=== Section Start ===
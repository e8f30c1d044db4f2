//! Tagged, type-erased data array over the closed primitive set.

use crate::data::data_array::DataArray;
use crate::data::data_type::DataType;
use crate::data::element::ArrayElement;
use crate::data::store::StoreFormat;
use crate::debug_invariants::DebugInvariants;
use crate::structure_error::StructureError;

/// A [`DataArray`] of any supported primitive type.
#[derive(Clone, Debug)]
pub enum AnyDataArray {
    Bool(DataArray<bool>),
    Int8(DataArray<i8>),
    Int16(DataArray<i16>),
    Int32(DataArray<i32>),
    Int64(DataArray<i64>),
    UInt8(DataArray<u8>),
    UInt16(DataArray<u16>),
    UInt32(DataArray<u32>),
    UInt64(DataArray<u64>),
    Float32(DataArray<f32>),
    Float64(DataArray<f64>),
}

/// Expand `$body` once per variant with `$arr` bound to the typed array.
#[macro_export]
macro_rules! with_any_array {
    ($any:expr, $arr:ident => $body:expr) => {
        match $any {
            $crate::data::any_array::AnyDataArray::Bool($arr) => $body,
            $crate::data::any_array::AnyDataArray::Int8($arr) => $body,
            $crate::data::any_array::AnyDataArray::Int16($arr) => $body,
            $crate::data::any_array::AnyDataArray::Int32($arr) => $body,
            $crate::data::any_array::AnyDataArray::Int64($arr) => $body,
            $crate::data::any_array::AnyDataArray::UInt8($arr) => $body,
            $crate::data::any_array::AnyDataArray::UInt16($arr) => $body,
            $crate::data::any_array::AnyDataArray::UInt32($arr) => $body,
            $crate::data::any_array::AnyDataArray::UInt64($arr) => $body,
            $crate::data::any_array::AnyDataArray::Float32($arr) => $body,
            $crate::data::any_array::AnyDataArray::Float64($arr) => $body,
        }
    };
}

impl AnyDataArray {
    /// Allocate a fill-initialised array of the given runtime type.
    pub fn new(
        data_type: DataType,
        tuple_shape: Vec<usize>,
        component_shape: Vec<usize>,
    ) -> Result<Self, StructureError> {
        struct Create {
            tuple_shape: Vec<usize>,
            component_shape: Vec<usize>,
        }
        impl crate::data::dispatch::DataFunction for Create {
            type Output = Result<AnyDataArray, StructureError>;
            fn call<T: ArrayElement>(self) -> Self::Output {
                DataArray::<T>::new(self.tuple_shape, self.component_shape, T::default())
                    .map(T::wrap)
            }
        }
        crate::data::dispatch::execute_data_function(
            data_type,
            Create {
                tuple_shape,
                component_shape,
            },
        )
    }

    /// Shape-only array of the given runtime type.
    pub fn empty(data_type: DataType, tuple_shape: Vec<usize>, component_shape: Vec<usize>) -> Self {
        struct Empty {
            tuple_shape: Vec<usize>,
            component_shape: Vec<usize>,
        }
        impl crate::data::dispatch::DataFunction for Empty {
            type Output = AnyDataArray;
            fn call<T: ArrayElement>(self) -> Self::Output {
                T::wrap(DataArray::<T>::empty(self.tuple_shape, self.component_shape))
            }
        }
        crate::data::dispatch::execute_data_function(
            data_type,
            Empty {
                tuple_shape,
                component_shape,
            },
        )
    }

    pub fn data_type(&self) -> DataType {
        with_any_array!(self, a => a.data_type())
    }

    pub fn store_format(&self) -> StoreFormat {
        with_any_array!(self, a => a.store_format())
    }

    pub fn is_materialized(&self) -> bool {
        with_any_array!(self, a => a.is_materialized())
    }

    pub fn tuple_shape(&self) -> &[usize] {
        with_any_array!(self, a => a.tuple_shape())
    }

    pub fn component_shape(&self) -> &[usize] {
        with_any_array!(self, a => a.component_shape())
    }

    pub fn number_of_tuples(&self) -> usize {
        with_any_array!(self, a => a.number_of_tuples())
    }

    pub fn number_of_components(&self) -> usize {
        with_any_array!(self, a => a.number_of_components())
    }

    pub fn size(&self) -> usize {
        with_any_array!(self, a => a.size())
    }

    pub fn generation(&self) -> u64 {
        with_any_array!(self, a => a.generation())
    }

    pub fn reshape_tuples(&mut self, tuple_shape: &[usize]) -> Result<(), StructureError> {
        with_any_array!(self, a => a.reshape_tuples(tuple_shape))
    }

    pub fn reserve_tuples(&mut self, tuple_shape: &[usize]) -> Result<(), StructureError> {
        with_any_array!(self, a => a.reserve_tuples(tuple_shape))
    }

    /// Copy whole tuples from an array of the same type.
    pub fn copy_tuples_from(
        &mut self,
        src: &AnyDataArray,
        src_tuple: usize,
        dst_tuple: usize,
        count: usize,
    ) -> Result<(), StructureError> {
        macro_rules! copy_arm {
            ($dst:ident, $src:ident; $($tag:ident),*) => {
                match ($dst, $src) {
                    $((AnyDataArray::$tag(d), AnyDataArray::$tag(s)) => {
                        d.copy_tuples_from(s, src_tuple, dst_tuple, count)
                    })*
                    (d, s) => Err(StructureError::DataTypeMismatch {
                        expected: d.data_type(),
                        found: s.data_type(),
                    }),
                }
            };
        }
        let dst = self;
        copy_arm!(dst, src; Bool, Int8, Int16, Int32, Int64, UInt8, UInt16, UInt32, UInt64, Float32, Float64)
    }

    /// Fill-initialised array with this array's type and component shape.
    pub fn like(&self, tuple_shape: Vec<usize>) -> Result<AnyDataArray, StructureError> {
        AnyDataArray::new(
            self.data_type(),
            tuple_shape,
            self.component_shape().to_vec(),
        )
    }

    /// Borrow as a typed array.
    pub fn as_typed<T: ArrayElement>(&self) -> Option<&DataArray<T>> {
        T::unwrap(self)
    }

    /// Mutably borrow as a typed array.
    pub fn as_typed_mut<T: ArrayElement>(&mut self) -> Option<&mut DataArray<T>> {
        T::unwrap_mut(self)
    }

    /// Value at a linear index as `f64`.
    pub fn value_as_f64(&self, index: usize) -> Result<f64, StructureError> {
        with_any_array!(self, a => a.at(index).map(ArrayElement::to_f64))
    }

    /// Native-endian byte image of the values.
    pub fn to_bytes(&self) -> Result<Vec<u8>, StructureError> {
        with_any_array!(self, a => {
            let values = a.as_slice()?;
            let mut out = Vec::with_capacity(values.len() * a.data_type().size_of());
            ArrayElement::extend_bytes(values, &mut out);
            Ok(out)
        })
    }

    /// Rebuild an array from its type tag, shape and byte image.
    pub fn from_bytes(
        data_type: DataType,
        tuple_shape: Vec<usize>,
        component_shape: Vec<usize>,
        bytes: &[u8],
    ) -> Result<Self, StructureError> {
        struct Decode<'a> {
            tuple_shape: Vec<usize>,
            component_shape: Vec<usize>,
            bytes: &'a [u8],
        }
        impl crate::data::dispatch::DataFunction for Decode<'_> {
            type Output = Result<AnyDataArray, StructureError>;
            fn call<T: ArrayElement>(self) -> Self::Output {
                let values = T::from_bytes(self.bytes)?;
                DataArray::<T>::from_vec(self.tuple_shape, self.component_shape, values)
                    .map(T::wrap)
            }
        }
        crate::data::dispatch::execute_data_function(
            data_type,
            Decode {
                tuple_shape,
                component_shape,
                bytes,
            },
        )
    }
}

impl DebugInvariants for AnyDataArray {
    fn invariant_scope(&self) -> &'static str {
        "DataArray"
    }

    fn validate_invariants(&self) -> Result<(), StructureError> {
        with_any_array!(self, a => a.validate_invariants())
    }
}

impl<T: ArrayElement> From<DataArray<T>> for AnyDataArray {
    fn from(array: DataArray<T>) -> Self {
        T::wrap(array)
    }
}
=== Section End ===
About this task:
Give all the records above again, wording unchanged.

Response for this exercise:
repository e8f30c1d044db4f2
//! Tagged, type-erased data array over the closed primitive set.

use crate::data::data_array::DataArray;
use crate::data::data_type::DataType;
use crate::data::element::ArrayElement;
use crate::data::store::StoreFormat;
use crate::debug_invariants::DebugInvariants;
use crate::structure_error::StructureError;

/// A [`DataArray`] of any supported primitive type.
#[derive(Clone, Debug)]
pub enum AnyDataArray {
    Bool(DataArray<bool>),
    Int8(DataArray<i8>),
    Int16(DataArray<i16>),
    Int32(DataArray<i32>),
    Int64(DataArray<i64>),
    UInt8(DataArray<u8>),
    UInt16(DataArray<u16>),
    UInt32(DataArray<u32>),
    UInt64(DataArray<u64>),
    Float32(DataArray<f32>),
    Float64(DataArray<f64>),
}

/// Expand `$body` once per variant with `$arr` bound to the typed array.
#[macro_export]
macro_rules! with_any_array {
    ($any:expr, $arr:ident => $body:expr) => {
        match $any {
            $crate::data::any_array::AnyDataArray::Bool($arr) => $body,
            $crate::data::any_array::AnyDataArray::Int8($arr) => $body,
            $crate::data::any_array::AnyDataArray::Int16($arr) => $body,
            $crate::data::any_array::AnyDataArray::Int32($arr) => $body,
            $crate::data::any_array::AnyDataArray::Int64($arr) => $body,
            $crate::data::any_array::AnyDataArray::UInt8($arr) => $body,
            $crate::data::any_array::AnyDataArray::UInt16($arr) => $body,
            $crate::data::any_array::AnyDataArray::UInt32($arr) => $body,
            $crate::data::any_array::AnyDataArray::UInt64($arr) => $body,
            $crate::data::any_array::AnyDataArray::Float32($arr) => $body,
            $crate::data::any_array::AnyDataArray::Float64($arr) => $body,
        }
    };
}

impl AnyDataArray {
    /// Allocate a fill-initialised array of the given runtime type.
    pub fn new(
        data_type: DataType,
        tuple_shape: Vec<usize>,
        component_shape: Vec<usize>,
    ) -> Result<Self, StructureError> {
        struct Create {
            tuple_shape: Vec<usize>,
            component_shape: Vec<usize>,
        }
        impl crate::data::dispatch::DataFunction for Create {
            type Output = Result<AnyDataArray, StructureError>;
            fn call<T: ArrayElement>(self) -> Self::Output {
                DataArray::<T>::new(self.tuple_shape, self.component_shape, T::default())
                    .map(T::wrap)
            }
        }
        crate::data::dispatch::execute_data_function(
            data_type,
            Create {
                tuple_shape,
                component_shape,
            },
        )
    }

    /// Shape-only array of the given runtime type.
    pub fn empty(data_type: DataType, tuple_shape: Vec<usize>, component_shape: Vec<usize>) -> Self {
        struct Empty {
            tuple_shape: Vec<usize>,
            component_shape: Vec<usize>,
        }
        impl crate::data::dispatch::DataFunction for Empty {
            type Output = AnyDataArray;
            fn call<T: ArrayElement>(self) -> Self::Output {
                T::wrap(DataArray::<T>::empty(self.tuple_shape, self.component_shape))
            }
        }
        crate::data::dispatch::execute_data_function(
            data_type,
            Empty {
                tuple_shape,
                component_shape,
            },
        )
    }

    pub fn data_type(&self) -> DataType {
        with_any_array!(self, a => a.data_type())
    }

    pub fn store_format(&self) -> StoreFormat {
        with_any_array!(self, a => a.store_format())
    }

    pub fn is_materialized(&self) -> bool {
        with_any_array!(self, a => a.is_materialized())
    }

    pub fn tuple_shape(&self) -> &[usize] {
        with_any_array!(self, a => a.tuple_shape())
    }

    pub fn component_shape(&self) -> &[usize] {
        with_any_array!(self, a => a.component_shape())
    }

    pub fn number_of_tuples(&self) -> usize {
        with_any_array!(self, a => a.number_of_tuples())
    }

    pub fn number_of_components(&self) -> usize {
        with_any_array!(self, a => a.number_of_components())
    }

    pub fn size(&self) -> usize {
        with_any_array!(self, a => a.size())
    }

    pub fn generation(&self) -> u64 {
        with_any_array!(self, a => a.generation())
    }

    pub fn reshape_tuples(&mut self, tuple_shape: &[usize]) -> Result<(), StructureError> {
        with_any_array!(self, a => a.reshape_tuples(tuple_shape))
    }

    pub fn reserve_tuples(&mut self, tuple_shape: &[usize]) -> Result<(), StructureError> {
        with_any_array!(self, a => a.reserve_tuples(tuple_shape))
    }

    /// Copy whole tuples from an array of the same type.
    pub fn copy_tuples_from(
        &mut self,
        src: &AnyDataArray,
        src_tuple: usize,
        dst_tuple: usize,
        count: usize,
    ) -> Result<(), StructureError> {
        macro_rules! copy_arm {
            ($dst:ident, $src:ident; $($tag:ident),*) => {
                match ($dst, $src) {
                    $((AnyDataArray::$tag(d), AnyDataArray::$tag(s)) => {
                        d.copy_tuples_from(s, src_tuple, dst_tuple, count)
                    })*
                    (d, s) => Err(StructureError::DataTypeMismatch {
                        expected: d.data_type(),
                        found: s.data_type(),
                    }),
                }
            };
        }
        let dst = self;
        copy_arm!(dst, src; Bool, Int8, Int16, Int32, Int64, UInt8, UInt16, UInt32, UInt64, Float32, Float64)
    }

    /// Fill-initialised array with this array's type and component shape.
    pub fn like(&self, tuple_shape: Vec<usize>) -> Result<AnyDataArray, StructureError> {
        AnyDataArray::new(
            self.data_type(),
            tuple_shape,
            self.component_shape().to_vec(),
        )
    }

    /// Borrow as a typed array.
    pub fn as_typed<T: ArrayElement>(&self) -> Option<&DataArray<T>> {
        T::unwrap(self)
    }

    /// Mutably borrow as a typed array.
    pub fn as_typed_mut<T: ArrayElement>(&mut self) -> Option<&mut DataArray<T>> {
        T::unwrap_mut(self)
    }

    /// Value at a linear index as `f64`.
    pub fn value_as_f64(&self, index: usize) -> Result<f64, StructureError> {
        with_any_array!(self, a => a.at(index).map(ArrayElement::to_f64))
    }

    /// Native-endian byte image of the values.
    pub fn to_bytes(&self) -> Result<Vec<u8>, StructureError> {
        with_any_array!(self, a => {
            let values = a.as_slice()?;
            let mut out = Vec::with_capacity(values.len() * a.data_type().size_of());
            ArrayElement::extend_bytes(values, &mut out);
            Ok(out)
        })
    }

    /// Rebuild an array from its type tag, shape and byte image.
    pub fn from_bytes(
        data_type: DataType,
        tuple_shape: Vec<usize>,
        component_shape: Vec<usize>,
        bytes: &[u8],
    ) -> Result<Self, StructureError> {
        struct Decode<'a> {
            tuple_shape: Vec<usize>,
            component_shape: Vec<usize>,
            bytes: &'a [u8],
        }
        impl crate::data::dispatch::DataFunction for Decode<'_> {
            type Output = Result<AnyDataArray, StructureError>;
            fn call<T: ArrayElement>(self) -> Self::Output {
                let values = T::from_bytes(self.bytes)?;
                DataArray::<T>::from_vec(self.tuple_shape, self.component_shape, values)
                    .map(T::wrap)
            }
        }
        crate::data::dispatch::execute_data_function(
            data_type,
            Decode {
                tuple_shape,
                component_shape,
                bytes,
            },
        )
    }
}

impl DebugInvariants for AnyDataArray {
    fn invariant_scope(&self) -> &'static str {
        "DataArray"
    }

    fn validate_invariants(&self) -> Result<(), StructureError> {
        with_any_array!(self, a => a.validate_invariants())
    }
}

impl<T: ArrayElement> From<DataArray<T>> for AnyDataArray {
    fn from(array: DataArray<T>) -> Self {
        T::wrap(array)
    }
}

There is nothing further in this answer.